11À l’avenant, « les manipulateurs seraient parmi nous ». Des titres d’ouvrages l’affirment, édités dans la nébuleuse de publications consacrées à la « manipulation » faisant de la paranoïa un fond de commerce. Car prétendument, pas d’alternative : on manipule ou on est manipulé. Donc, le premier principe relationnel est de se méfier des collègues, des amis et même des conjoints. « Prenez garde à ne pas vous faire abuser ». Et pour cela, on y revient circulairement, « apprenez à lire autrui », « à décrypter ce qu’il vous cache ». Cela transparaît et « parle » à l’œil averti. Une guerre froide d’un nouveau genre caractérise les relations. Observer et analyser autrui, « le calibrer », dirait la Programmation Neuro-Linguistique, décoder ses faits et gestes, et ne pas donner trop de crédit à ses paroles, forcément partiales, et même délibérément trompeuses la plupart du temps…

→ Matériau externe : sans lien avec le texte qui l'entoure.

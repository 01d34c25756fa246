//! Data storage and persistence
//!
//! The pending-transaction pool and the stores the ledger persists its chain to.

pub mod chain_store;
pub mod memory_pool;

pub use chain_store::{ChainStore, MemoryChainStore, SledChainStore};
pub use memory_pool::MemoryPool;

12Affectant les domaines de la formation continue (leur cheval de Troie), troublant les habituelles définitions de la psychologie, jouant sur la confusion des genres, ces « nouveaux gourous de la communication » – non plus spécialistes de la rhétorique mais experts autoproclamés du « décryptage du non-verbal » – bénéficient d’une réelle complaisance médiatique. Depuis une quinzaine d’années environ, ils se sont adossés à l’incroyable « psychologisation » des discours sociaux et des institutions, pour asseoir leur succès et tenter de capter une légitimité médiatique et éditoriale ensuite bien monnayée en entreprise. Paradant pour certains dans des émissions à large audience, ayant colonnes ouvertes dans certains magazines, ces « bonimenteurs » pérorent en décodant les prestations publiques des hommes politiques. Tous, formateurs, coachs et consultants, considèrent qu’un passage sur BFM ou une interview dans VSD ou Closer vaut onction académique. Bien sûr, leurs démonstrations incertaines « révèlent les dessous de la communication ». Pour cela, ils énoncent des lieux communs éthologiques, fétichisant Desmond Morris (mal lu de surcroît par eux3), le tout mâtiné d’un zeste de psychologie comportementaliste et d’un peu de neurosciences.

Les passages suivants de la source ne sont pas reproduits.